Das durften sie nach der Halbzeit zunächst fortsetzen: Der überragende Tim Zechel steuerte vorn, immer wieder herrlich freigespielt von Antonio Metzner, Steffen Fäth oder Simon Jeppsson, Treffer um Treffer bei, am Ende waren es zwölf von zwölf Versuchen. Jeppsson mit viel Geduld und dann enormer Wurfkraft hielt die Gefahr aus dem Rückraum aufrecht. „Es kommt nicht oft vor, dass man in so einer Halle gegen eine so starke Mannschaft mit zehn Toren führt“, versuchte Alonso zu erklären, was in der Folge noch geschehen sollte. All die Eindrücke der letzten Wochen, so der Trainer und Sportdirektor, zeigten nun ein wenig ihre Wirkung: Das FinalFour in Hamburg, der erste Sieg überhaupt in Lemgo, die BlackNight vor erstmals wieder über 5000 Zuschauern seit Pandemiebeginn, nun die hohe Führung in Wetzlar: „Es ging nun darum, das noch übers Ziel zu bringen.“Denn nun kroch Wetzlar noch einmal mit der Kraft der Verzweiflung heran: 13:20, 17:24, 21:26 (52.), 23:26 (54.) – für mehr aber reichte es nicht mehr, weil Erlangen rechtzeitig die Souveränität zurückfand und mit 30:26 letztlich überglücklich die Ziellinie überquerte. „Wir sind in diesen Wochen und Monaten als Mannschaft noch einmal enger zusammengerückt, jeder kämpft für jeden – es macht unglaublich viel Spaß“, freute sich Tim Zechel nur wenige Minuten nach Spielschluss. Da hatten die meisten Wetzlarer Fans die Halle schon entgeistert wieder verlassen.

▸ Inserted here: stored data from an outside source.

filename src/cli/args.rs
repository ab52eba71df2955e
use clap::{Parser, Subcommand};

#[derive(Parser, Debug)]
#[command(name = "stride", version, author, about = "A terminal companion for run streaks and pace calculations")]
pub struct Cli {
    #[command(subcommand)]
    pub command: Option<Commands>,
}

#[derive(Subcommand, Debug)]
pub enum Commands {
    /// Show the current and longest run streak
    Streak {
        /// Reference date (YYYY-MM-DD), defaults to today in UTC
        #[arg(long)]
        date: Option<String>,
        /// Print the streak as JSON
        #[arg(long)]
        json: bool,
    },
    /// Show activity totals
    Stats,
    /// List recorded activities, newest first
    List {
        /// Maximum number of rows
        #[arg(long, default_value = "20")]
        limit: u32,
    },
    /// Record an activity by hand
    Add {
        /// Start date (YYYY-MM-DD or RFC 3339)
        #[arg(long)]
        date: String,
        /// Distance in metres
        #[arg(long)]
        distance: f64,
        /// Moving time as [[H:]MM:]SS
        #[arg(long)]
        time: String,
        /// Sport type (Run, TrailRun, Ride, ...)
        #[arg(long, default_value = "Run")]
        sport: String,
        /// Activity name
        #[arg(long)]
        name: Option<String>,
    },
    /// Import an activity export (JSON array of summary activities)
    Import {
        /// Path to the export file
        file: std::path::PathBuf,
    },
    /// Pace calculator
    Pace {
        #[command(subcommand)]
        action: PaceCommands,
    },
    /// Manage the distances in the pace table
    Distance {
        #[command(subcommand)]
        action: DistanceCommands,
    },
}

#[derive(Subcommand, Debug)]
pub enum PaceCommands {
    /// Show a pace at every configured distance
    Show {
        /// Duration for --distance metres, defaults to the saved pace
        duration: Option<String>,
        /// Distance the duration refers to, in metres
        #[arg(long, default_value = "1000")]
        distance: f64,
        /// Use a speed in km/h instead of a duration
        #[arg(long, conflicts_with = "duration")]
        speed: Option<String>,
    },
    /// Save the pace per kilometre used as a starting point
    Set {
        /// Duration per kilometre, e.g. 4:30
        duration: String,
    },
}

#[derive(Subcommand, Debug)]
pub enum DistanceCommands {
    /// List configured distances
    List,
    /// Add a distance
    Add {
        /// Label shown next to the pace
        #[arg(required_unless_present = "preset")]
        label: Option<String>,
        /// Distance in metres
        #[arg(required_unless_present = "preset")]
        metres: Option<f64>,
        /// Show milliseconds for this distance
        #[arg(long)]
        show_ms: bool,
        /// Add a preset instead (400m, 800m, mile, half, marathon)
        #[arg(long, conflicts_with_all = ["label", "metres"])]
        preset: Option<String>,
    },
    /// Remove a distance by id
    Remove {
        id: String,
    },
    /// Sort distances from shortest to longest
    Sort,
    /// Restore the default distances
    Reset,
}
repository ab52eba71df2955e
pub mod args;
pub mod handlers;
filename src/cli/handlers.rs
use anyhow::{Context, Result, anyhow, bail};
use chrono::{DateTime, NaiveDate, Utc};
use log::info;
use rusqlite::Connection;
use std::path::Path;

use crate::cli::args::{DistanceCommands, PaceCommands};
use crate::config::AppConfig;
use crate::db::repository::{ActivityRepo, MetaRepo, StatsRepo};
use crate::models::activity::SummaryActivity;
use crate::models::distance::unique_id;
use crate::models::{Activity, ActivityTotals, Distance, SportType};
use crate::pace::{DEFAULT_DISTANCE, PaceCodec, format_pace, is_valid_speed, is_valid_time, parse_pace};
use crate::utils::format::{
    format_activity_date, format_distance, format_long_date, format_moving_time, format_time,
    pluralize, progress_bar,
};

// ─── ANSI helpers ────────────────────────────────────────────────────────────

macro_rules! println_colored {
    ($color:expr, $($arg:tt)*) => {{
        print!("{}", $color);
        print!($($arg)*);
        println!("\x1b[0m");
    }};
}

const GREEN: &str = "\x1b[32m";
const AMBER: &str = "\x1b[33m";
const DIM: &str = "\x1b[2m";
const BOLD: &str = "\x1b[1m";
const ORANGE: &str = "\x1b[38;2;252;76;2m";

const LAST_IMPORT_KEY: &str = "last_import";

pub fn today() -> NaiveDate {
    Utc::now().date_naive()
}

fn parse_reference(date: Option<&str>) -> Result<NaiveDate> {
    match date {
        Some(s) => NaiveDate::parse_from_str(s, "%Y-%m-%d")
            .map_err(|e| anyhow!("Bad date '{}': {}. Use YYYY-MM-DD", s, e)),
        None => Ok(today()),
    }
}

fn parse_start_date(s: &str) -> Result<DateTime<Utc>> {
    if let Ok(dt) = DateTime::parse_from_rfc3339(s) {
        return Ok(dt.with_timezone(&Utc));
    }
    NaiveDate::parse_from_str(s, "%Y-%m-%d")
        .ok()
        .and_then(|d| d.and_hms_opt(0, 0, 0))
        .map(|dt| dt.and_utc())
        .ok_or_else(|| anyhow!("Bad date '{}'. Use YYYY-MM-DD or RFC 3339", s))
}

// ─── Streak ──────────────────────────────────────────────────────────────────

pub fn handle_streak(
    conn: &Connection,
    config: &AppConfig,
    date: Option<&str>,
    json: bool,
) -> Result<()> {
    let reference = parse_reference(date)?;
    let streak = StatsRepo::run_streak(conn, &config.streak, reference)?;
    let report = StatsRepo::streak_report(conn, &config.streak, reference)?;

    if json {
        let out = serde_json::json!({
            "reference": reference,
            "streak": streak,
            "report": report,
        });
        println!("{}", serde_json::to_string_pretty(&out)?);
        return Ok(());
    }

    let count = i64::from(streak.summary.streak_count);
    println!();
    let color = if streak.ran_today { ORANGE } else { BOLD };
    println_colored!(color, "  Run streak: {} {}", count, pluralize(count, "day"));
    println_colored!(DIM, "  since {}", format_long_date(streak.summary.streak_start));
    if streak.year_progress() < 1.0 {
        println!(
            "  {}  {:.0}% of a full year",
            progress_bar(streak.year_progress(), 24),
            streak.year_progress() * 100.0
        );
    }
    println!();
    let longest = i64::from(report.longest_streak);
    println_colored!(
        GREEN,
        "  Longest:    {} {} ({} – {})",
        longest,
        pluralize(longest, "day"),
        report.longest_streak_start,
        report.longest_streak_end
    );
    println!();
    Ok(())
}

// ─── Stats ───────────────────────────────────────────────────────────────────

fn print_totals(label: &str, totals: &ActivityTotals) {
    println!(
        "  {:<16} {:>5}  {:>10}  {:>10}  {:>7.0}m",
        label,
        totals.count,
        format_distance(totals.distance),
        format_time(totals.moving_time),
        totals.total_elevation_gain
    );
}

pub fn handle_stats(conn: &Connection, config: &AppConfig) -> Result<()> {
    let all = ActivityRepo::totals(conn, None)?;
    let runs = ActivityRepo::totals(conn, Some(SportType::runs().as_slice()))?;
    let skis = ActivityRepo::totals(conn, Some(SportType::skis().as_slice()))?;
    let by_sport = ActivityRepo::totals_by_sport(conn)?;
    let report = StatsRepo::streak_report(conn, &config.streak, today())?;

    println!();
    println_colored!(ORANGE, "  Statistics");
    println!();
    println_colored!(
        DIM,
        "  {:<16} {:>5}  {:>10}  {:>10}  {:>8}",
        "",
        "count",
        "distance",
        "moving",
        "climb"
    );
    print_totals("All activities", &all);
    print_totals("Runs", &runs);
    print_totals("Ski", &skis);
    println!();
    for (sport, totals) in &by_sport {
        print_totals(sport.as_str(), totals);
    }
    println!();
    println_colored!(
        BOLD,
        "  Streak:  {} days current  |  {} days best",
        report.current_streak,
        report.longest_streak
    );
    if let Some(when) = MetaRepo::get(conn, LAST_IMPORT_KEY)? {
        println_colored!(DIM, "  Last import: {}", when);
    }
    println!();
    Ok(())
}

// ─── Activities ──────────────────────────────────────────────────────────────

pub fn handle_list(conn: &Connection, limit: u32) -> Result<()> {
    let activities = ActivityRepo::list_desc(conn, Some(limit))?;
    println!();
    if activities.is_empty() {
        println_colored!(DIM, "  No activities yet. Use `stride import` or `stride add`.");
        println!();
        return Ok(());
    }
    for a in &activities {
        println!(
            "  {:<28} {}  {:<12} {}  {:>8}  {:>5.0}m",
            a.name,
            format_activity_date(a.date),
            a.sport_type.as_str(),
            format_time(a.moving_time),
            format_distance(a.distance),
            a.total_elevation_gain
        );
    }
    println!();
    Ok(())
}

pub fn handle_add(
    conn: &Connection,
    date: &str,
    distance: f64,
    time: &str,
    sport: &str,
    name: Option<&str>,
) -> Result<()> {
    if !distance.is_finite() || distance < 0.0 {
        bail!("Distance must be a non-negative number of metres");
    }
    let date = parse_start_date(date)?;
    // At a distance of one metre the pace is the total duration.
    let moving_ms = parse_pace(time, 1.0)?;
    let moving_time = (moving_ms / 1000.0).round() as i64;
    let sport_type = SportType::from(sport.to_string());

    let activity = Activity {
        id: ActivityRepo::next_manual_id(conn)?,
        name: name
            .map(str::to_string)
            .unwrap_or_else(|| format!("Manual {}", sport_type)),
        date,
        sport_type,
        distance,
        moving_time,
        elapsed_time: moving_time,
        total_elevation_gain: 0.0,
    };
    ActivityRepo::upsert(conn, &activity)?;
    println_colored!(
        GREEN,
        "  ✓ Added {} — {} in {}",
        activity.name,
        format_distance(activity.distance),
        format_moving_time(activity.moving_time)
    );
    Ok(())
}

pub fn handle_import(conn: &Connection, file: &Path) -> Result<()> {
    let content =
        std::fs::read_to_string(file).with_context(|| format!("Reading {:?}", file))?;
    let summaries: Vec<SummaryActivity> =
        serde_json::from_str(&content).with_context(|| format!("Parsing {:?}", file))?;
    let activities: Vec<Activity> = summaries.into_iter().map(Activity::from).collect();

    let written = ActivityRepo::upsert_all(conn, &activities)?;
    MetaRepo::set(conn, LAST_IMPORT_KEY, &Utc::now().to_rfc3339())?;
    info!("imported {} activities from {:?}", written, file);
    println_colored!(
        GREEN,
        "  ✓ Imported {} {}",
        written,
        if written == 1 { "activity" } else { "activities" }
    );
    Ok(())
}

// ─── Pace ────────────────────────────────────────────────────────────────────

/// Milliseconds per metre from a km/h speed such as "12.5".
fn pace_from_speed(speed: &str) -> Result<f64> {
    if !is_valid_speed(speed) {
        bail!("Bad speed '{}'. Use km/h like 12 or 12.5", speed);
    }
    let kmh: f64 = speed.parse()?;
    if kmh <= 0.0 {
        bail!("Speed must be above zero");
    }
    Ok(3_600_000.0 / (kmh * 1000.0))
}

fn parse_user_pace(duration: &str, distance: f64) -> Result<f64> {
    if !is_valid_time(duration) {
        bail!("Bad duration '{}'. Use [[H:]MM:]SS[.mmm], e.g. 4:30", duration);
    }
    Ok(parse_pace(duration, distance)?)
}

pub fn handle_pace(config: &mut AppConfig, action: &PaceCommands) -> Result<()> {
    match action {
        PaceCommands::Show {
            duration,
            distance,
            speed,
        } => {
            let ms_per_metre = match (duration, speed) {
                (_, Some(speed)) => pace_from_speed(speed)?,
                (Some(duration), None) => parse_user_pace(duration, *distance)?,
                (None, None) => parse_user_pace(&config.pace.initial, DEFAULT_DISTANCE)?,
            };
            print_pace_table(ms_per_metre, &config.pace.distances);
        }
        PaceCommands::Set { duration } => {
            let ms_per_metre = parse_user_pace(duration, DEFAULT_DISTANCE)?;
            config.pace.initial = PaceCodec::per_km().format(ms_per_metre);
            config.save()?;
            println_colored!(GREEN, "  ✓ Saved pace {} /km", config.pace.initial);
        }
    }
    Ok(())
}

fn print_pace_table(ms_per_metre: f64, distances: &[Distance]) {
    println!();
    println_colored!(
        ORANGE,
        "  Pace — {} /km",
        format_pace(ms_per_metre, DEFAULT_DISTANCE, false)
    );
    println!();
    for d in distances {
        let codec = PaceCodec::new(d.distance_m, d.show_ms);
        println!("  {:>12}  {}", codec.format(ms_per_metre), d.label);
    }
    println!();
}

// ─── Distances ───────────────────────────────────────────────────────────────

pub fn handle_distance(config: &mut AppConfig, action: &DistanceCommands) -> Result<()> {
    match action {
        DistanceCommands::List => {
            println!();
            for d in &config.pace.distances {
                let ms = if d.show_ms { "  (ms)" } else { "" };
                println!("  {:<12} {:<20} {:>10}m{}", d.id, d.label, d.distance_m, ms);
            }
            println!();
            return Ok(());
        }
        DistanceCommands::Add {
            label,
            metres,
            show_ms,
            preset,
        } => {
            let mut distance = match (preset, label, metres) {
                (Some(name), _, _) => Distance::find_preset(name)
                    .ok_or_else(|| anyhow!("Unknown preset '{}'", name))?,
                (None, Some(label), Some(metres)) => Distance::new("", label, *metres, *show_ms),
                _ => bail!("Give a label and a distance, or --preset"),
            };
            distance.id = unique_id(&distance.label, &config.pace.distances);
            distance.validate()?;
            println_colored!(GREEN, "  ✓ Added {} ({})", distance.label, distance.id);
            config.pace.distances.push(distance);
        }
        DistanceCommands::Remove { id } => {
            let before = config.pace.distances.len();
            config.pace.distances.retain(|d| &d.id != id);
            if config.pace.distances.len() == before {
                bail!("No distance with id '{}'", id);
            }
            println_colored!(AMBER, "  Removed {}", id);
        }
        DistanceCommands::Sort => {
            config
                .pace
                .distances
                .sort_by(|a, b| a.distance_m.total_cmp(&b.distance_m));
            println_colored!(GREEN, "  ✓ Sorted by distance");
        }
        DistanceCommands::Reset => {
            config.pace.distances = Distance::defaults();
            println_colored!(GREEN, "  ✓ Restored default distances");
        }
    }
    config.save()
}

Wetzlar: T. Klimpke, Komok;
Nyfjall 1, O. Klimpke 1, Mirkulovsky, Danner 1, Weissgerber 3, Holst 2/2, Frederiksen 1, Forsell 4, Mellegard 2, Rubin 6, Novak, Cavor 5.
Erlangen: Ferlin, Sonne;
Sellin 6, Overby, Fäth, Büdel, Metzner 1, Link, Jeppsson 4, Steinert 5/4, Leban, Zechel 12, Bissel 1.
Schiedsrichter: Zupanovic/Thone. Zuschauer: 2853. Zeitstrafen: 2 – 4.